● Aim of the task
Repeat the records exactly. Every line must match.

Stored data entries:
= = = = =
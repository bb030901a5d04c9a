//! Builder pattern implementations for easy test data construction
//!
//! Provides fluent builders for:
//! - NewTask / NewProject / NewAgent / NewDocument / NewService and friends
//! - TaskFilter construction for query testing

use chrono::Utc;
use coordinator_core::models::*;

pub struct NewProjectBuilder {
    project: NewProject,
}

impl Default for NewProjectBuilder {
    fn default() -> Self {
        Self::new()
    }
}

impl NewProjectBuilder {
    pub fn new() -> Self {
        Self {
            project: NewProject {
                name: "test-project".to_string(),
                shared_path: "/shared".to_string(),
                instructions_path: "/instructions".to_string(),
                docs_path: "/docs".to_string(),
                guidelines_path: None,
                repo_url: None,
                repo_main_branch: None,
                repo_clone_path: None,
            },
        }
    }

    pub fn with_name(mut self, name: impl Into<String>) -> Self {
        self.project.name = name.into();
        self
    }

    pub fn build(self) -> NewProject {
        self.project
    }
}

pub struct NewAgentBuilder {
    agent: NewAgent,
}

impl Default for NewAgentBuilder {
    fn default() -> Self {
        Self::new()
    }
}

impl NewAgentBuilder {
    pub fn new() -> Self {
        Self {
            agent: NewAgent {
                agent_id: "test-agent".to_string(),
                project_id: 1,
                role: Role::BackendDev,
                level: Level::Senior,
                connection_type: ConnectionType::Mcp,
            },
        }
    }

    pub fn with_agent_id(mut self, agent_id: impl Into<String>) -> Self {
        self.agent.agent_id = agent_id.into();
        self
    }

    pub fn with_project_id(mut self, project_id: i64) -> Self {
        self.agent.project_id = project_id;
        self
    }

    pub fn with_role(mut self, role: Role) -> Self {
        self.agent.role = role;
        self
    }

    pub fn with_level(mut self, level: Level) -> Self {
        self.agent.level = level;
        self
    }

    pub fn build(self) -> NewAgent {
        self.agent
    }
}

/// Builder for constructing NewTask instances in tests
pub struct NewTaskBuilder {
    task: NewTask,
}

impl Default for NewTaskBuilder {
    fn default() -> Self {
        Self::new()
    }
}

impl NewTaskBuilder {
    pub fn new() -> Self {
        Self {
            task: NewTask {
                feature_id: 1,
                title: "Test Task".to_string(),
                description: "A test task".to_string(),
                target_role: Role::BackendDev,
                difficulty: Difficulty::Senior,
                complexity: Complexity::Minor,
                branch: None,
                created_by: "pm".to_string(),
            },
        }
    }

    pub fn with_feature_id(mut self, feature_id: i64) -> Self {
        self.task.feature_id = feature_id;
        self
    }

    pub fn with_title(mut self, title: impl Into<String>) -> Self {
        self.task.title = title.into();
        self
    }

    pub fn with_target_role(mut self, role: Role) -> Self {
        self.task.target_role = role;
        self
    }

    pub fn with_difficulty(mut self, difficulty: Difficulty) -> Self {
        self.task.difficulty = difficulty;
        self
    }

    pub fn with_complexity(mut self, complexity: Complexity) -> Self {
        self.task.complexity = complexity;
        self
    }

    pub fn with_created_by(mut self, created_by: impl Into<String>) -> Self {
        self.task.created_by = created_by.into();
        self
    }

    pub fn build(self) -> NewTask {
        self.task
    }
}

/// Builder for constructing TaskFilter instances in tests
pub struct TaskFilterBuilder {
    filter: TaskFilter,
}

impl Default for TaskFilterBuilder {
    fn default() -> Self {
        Self::new()
    }
}

impl TaskFilterBuilder {
    pub fn new() -> Self {
        Self {
            filter: TaskFilter::default(),
        }
    }

    pub fn with_project_id(mut self, project_id: i64) -> Self {
        self.filter.project_id = Some(project_id);
        self
    }

    pub fn with_status(mut self, status: TaskStatus) -> Self {
        self.filter.status = Some(status);
        self
    }

    pub fn with_target_role(mut self, role: Role) -> Self {
        self.filter.target_role = Some(role);
        self
    }

    pub fn with_locked_by(mut self, agent_id: impl Into<String>) -> Self {
        self.filter.locked_by_agent_id = Some(agent_id.into());
        self
    }

    pub fn build(self) -> TaskFilter {
        self.filter
    }
}

pub struct NewDocumentBuilder {
    document: NewDocument,
}

impl Default for NewDocumentBuilder {
    fn default() -> Self {
        Self::new()
    }
}

impl NewDocumentBuilder {
    pub fn new() -> Self {
        Self {
            document: NewDocument {
                project_id: 1,
                author_agent_id: "test-agent".to_string(),
                doc_type: DocType::Handoff,
                title: "Test Document".to_string(),
                body: "Body text".to_string(),
                expires_at: None,
            },
        }
    }

    pub fn with_project_id(mut self, project_id: i64) -> Self {
        self.document.project_id = project_id;
        self
    }

    pub fn with_author(mut self, author: impl Into<String>) -> Self {
        self.document.author_agent_id = author.into();
        self
    }

    pub fn with_doc_type(mut self, doc_type: DocType) -> Self {
        self.document.doc_type = doc_type;
        self
    }

    pub fn with_body(mut self, body: impl Into<String>) -> Self {
        self.document.body = body.into();
        self
    }

    pub fn with_expires_at(mut self, expires_at: chrono::DateTime<Utc>) -> Self {
        self.document.expires_at = Some(expires_at);
        self
    }

    pub fn build(self) -> NewDocument {
        self.document
    }
}

pub struct NewServiceBuilder {
    service: NewService,
}

impl Default for NewServiceBuilder {
    fn default() -> Self {
        Self::new()
    }
}

impl NewServiceBuilder {
    pub fn new() -> Self {
        Self {
            service: NewService {
                project_id: 1,
                name: "web".to_string(),
                owner_agent_id: "test-agent".to_string(),
                port: 8080,
                ping_url: None,
                meta: serde_json::json!({}),
            },
        }
    }

    pub fn with_project_id(mut self, project_id: i64) -> Self {
        self.service.project_id = project_id;
        self
    }

    pub fn with_name(mut self, name: impl Into<String>) -> Self {
        self.service.name = name.into();
        self
    }

    pub fn with_port(mut self, port: u16) -> Self {
        self.service.port = port;
        self
    }

    pub fn build(self) -> NewService {
        self.service
    }
}
//! `/api/v1/documents` — document publishing (with mention extraction, §4.4)
//! and listing.

use axum::{
    extract::{Query, State},
    Json,
};
use coordinator_core::{
    models::{MentionSourceType, NewDocument},
    notifier::extract_handles,
    validation::require_non_empty,
};

use crate::{
    dto::{CreateDocumentRequest, ListDocumentsQuery},
    error::ApiResult,
    state::AppState,
};

pub async fn create_document(
    State(state): State<AppState>,
    Json(body): Json<CreateDocumentRequest>,
) -> ApiResult<Json<coordinator_core::models::Document>> {
    require_non_empty("title", &body.title)?;
    require_non_empty("body", &body.body)?;

    let document = state
        .store
        .create_document(NewDocument {
            project_id: body.project_id,
            author_agent_id: body.author_agent_id,
            doc_type: body.doc_type,
            title: body.title,
            body: body.body.clone(),
            expires_at: body.expires_at,
        })
        .await?;

    let handles = extract_handles(&body.body);
    if !handles.is_empty() {
        state
            .store
            .create_mentions(
                document.project_id,
                MentionSourceType::Document,
                document.id,
                &handles,
            )
            .await?;
    }

    state.hub.publish(document.project_id);
    Ok(Json(document))
}

pub async fn list_documents(
    State(state): State<AppState>,
    Query(query): Query<ListDocumentsQuery>,
) -> ApiResult<Json<Vec<coordinator_core::models::Document>>> {
    let documents = state
        .store
        .list_documents(query.project_id, query.doc_type)
        .await?;
    Ok(Json(documents))
}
= = = = =
● Response
repository bb030901a5d04c9a
//! Builder pattern implementations for easy test data construction
//!
//! Provides fluent builders for:
//! - NewTask / NewProject / NewAgent / NewDocument / NewService and friends
//! - TaskFilter construction for query testing

use chrono::Utc;
use coordinator_core::models::*;

pub struct NewProjectBuilder {
    project: NewProject,
}

impl Default for NewProjectBuilder {
    fn default() -> Self {
        Self::new()
    }
}

impl NewProjectBuilder {
    pub fn new() -> Self {
        Self {
            project: NewProject {
                name: "test-project".to_string(),
                shared_path: "/shared".to_string(),
                instructions_path: "/instructions".to_string(),
                docs_path: "/docs".to_string(),
                guidelines_path: None,
                repo_url: None,
                repo_main_branch: None,
                repo_clone_path: None,
            },
        }
    }

    pub fn with_name(mut self, name: impl Into<String>) -> Self {
        self.project.name = name.into();
        self
    }

    pub fn build(self) -> NewProject {
        self.project
    }
}

pub struct NewAgentBuilder {
    agent: NewAgent,
}

impl Default for NewAgentBuilder {
    fn default() -> Self {
        Self::new()
    }
}

impl NewAgentBuilder {
    pub fn new() -> Self {
        Self {
            agent: NewAgent {
                agent_id: "test-agent".to_string(),
                project_id: 1,
                role: Role::BackendDev,
                level: Level::Senior,
                connection_type: ConnectionType::Mcp,
            },
        }
    }

    pub fn with_agent_id(mut self, agent_id: impl Into<String>) -> Self {
        self.agent.agent_id = agent_id.into();
        self
    }

    pub fn with_project_id(mut self, project_id: i64) -> Self {
        self.agent.project_id = project_id;
        self
    }

    pub fn with_role(mut self, role: Role) -> Self {
        self.agent.role = role;
        self
    }

    pub fn with_level(mut self, level: Level) -> Self {
        self.agent.level = level;
        self
    }

    pub fn build(self) -> NewAgent {
        self.agent
    }
}

/// Builder for constructing NewTask instances in tests
pub struct NewTaskBuilder {
    task: NewTask,
}

impl Default for NewTaskBuilder {
    fn default() -> Self {
        Self::new()
    }
}

impl NewTaskBuilder {
    pub fn new() -> Self {
        Self {
            task: NewTask {
                feature_id: 1,
                title: "Test Task".to_string(),
                description: "A test task".to_string(),
                target_role: Role::BackendDev,
                difficulty: Difficulty::Senior,
                complexity: Complexity::Minor,
                branch: None,
                created_by: "pm".to_string(),
            },
        }
    }

    pub fn with_feature_id(mut self, feature_id: i64) -> Self {
        self.task.feature_id = feature_id;
        self
    }

    pub fn with_title(mut self, title: impl Into<String>) -> Self {
        self.task.title = title.into();
        self
    }

    pub fn with_target_role(mut self, role: Role) -> Self {
        self.task.target_role = role;
        self
    }

    pub fn with_difficulty(mut self, difficulty: Difficulty) -> Self {
        self.task.difficulty = difficulty;
        self
    }

    pub fn with_complexity(mut self, complexity: Complexity) -> Self {
        self.task.complexity = complexity;
        self
    }

    pub fn with_created_by(mut self, created_by: impl Into<String>) -> Self {
        self.task.created_by = created_by.into();
        self
    }

    pub fn build(self) -> NewTask {
        self.task
    }
}

/// Builder for constructing TaskFilter instances in tests
pub struct TaskFilterBuilder {
    filter: TaskFilter,
}

impl Default for TaskFilterBuilder {
    fn default() -> Self {
        Self::new()
    }
}

impl TaskFilterBuilder {
    pub fn new() -> Self {
        Self {
            filter: TaskFilter::default(),
        }
    }

    pub fn with_project_id(mut self, project_id: i64) -> Self {
        self.filter.project_id = Some(project_id);
        self
    }

    pub fn with_status(mut self, status: TaskStatus) -> Self {
        self.filter.status = Some(status);
        self
    }

    pub fn with_target_role(mut self, role: Role) -> Self {
        self.filter.target_role = Some(role);
        self
    }

    pub fn with_locked_by(mut self, agent_id: impl Into<String>) -> Self {
        self.filter.locked_by_agent_id = Some(agent_id.into());
        self
    }

    pub fn build(self) -> TaskFilter {
        self.filter
    }
}

pub struct NewDocumentBuilder {
    document: NewDocument,
}

impl Default for NewDocumentBuilder {
    fn default() -> Self {
        Self::new()
    }
}

impl NewDocumentBuilder {
    pub fn new() -> Self {
        Self {
            document: NewDocument {
                project_id: 1,
                author_agent_id: "test-agent".to_string(),
                doc_type: DocType::Handoff,
                title: "Test Document".to_string(),
                body: "Body text".to_string(),
                expires_at: None,
            },
        }
    }

    pub fn with_project_id(mut self, project_id: i64) -> Self {
        self.document.project_id = project_id;
        self
    }

    pub fn with_author(mut self, author: impl Into<String>) -> Self {
        self.document.author_agent_id = author.into();
        self
    }

    pub fn with_doc_type(mut self, doc_type: DocType) -> Self {
        self.document.doc_type = doc_type;
        self
    }

    pub fn with_body(mut self, body: impl Into<String>) -> Self {
        self.document.body = body.into();
        self
    }

    pub fn with_expires_at(mut self, expires_at: chrono::DateTime<Utc>) -> Self {
        self.document.expires_at = Some(expires_at);
        self
    }

    pub fn build(self) -> NewDocument {
        self.document
    }
}

pub struct NewServiceBuilder {
    service: NewService,
}

impl Default for NewServiceBuilder {
    fn default() -> Self {
        Self::new()
    }
}

impl NewServiceBuilder {
    pub fn new() -> Self {
        Self {
            service: NewService {
                project_id: 1,
                name: "web".to_string(),
                owner_agent_id: "test-agent".to_string(),
                port: 8080,
                ping_url: None,
                meta: serde_json::json!({}),
            },
        }
    }

    pub fn with_project_id(mut self, project_id: i64) -> Self {
        self.service.project_id = project_id;
        self
    }

    pub fn with_name(mut self, name: impl Into<String>) -> Self {
        self.service.name = name.into();
        self
    }

    pub fn with_port(mut self, port: u16) -> Self {
        self.service.port = port;
        self
    }

    pub fn build(self) -> NewService {
        self.service
    }
}
//! `/api/v1/documents` — document publishing (with mention extraction, §4.4)
//! and listing.

use axum::{
    extract::{Query, State},
    Json,
};
use coordinator_core::{
    models::{MentionSourceType, NewDocument},
    notifier::extract_handles,
    validation::require_non_empty,
};

use crate::{
    dto::{CreateDocumentRequest, ListDocumentsQuery},
    error::ApiResult,
    state::AppState,
};

pub async fn create_document(
    State(state): State<AppState>,
    Json(body): Json<CreateDocumentRequest>,
) -> ApiResult<Json<coordinator_core::models::Document>> {
    require_non_empty("title", &body.title)?;
    require_non_empty("body", &body.body)?;

    let document = state
        .store
        .create_document(NewDocument {
            project_id: body.project_id,
            author_agent_id: body.author_agent_id,
            doc_type: body.doc_type,
            title: body.title,
            body: body.body.clone(),
            expires_at: body.expires_at,
        })
        .await?;

    let handles = extract_handles(&body.body);
    if !handles.is_empty() {
        state
            .store
            .create_mentions(
                document.project_id,
                MentionSourceType::Document,
                document.id,
                &handles,
            )
            .await?;
    }

    state.hub.publish(document.project_id);
    Ok(Json(document))
}

pub async fn list_documents(
    State(state): State<AppState>,
    Query(query): Query<ListDocumentsQuery>,
) -> ApiResult<Json<Vec<coordinator_core::models::Document>>> {
    let documents = state
        .store
        .list_documents(query.project_id, query.doc_type)
        .await?;
    Ok(Json(documents))
}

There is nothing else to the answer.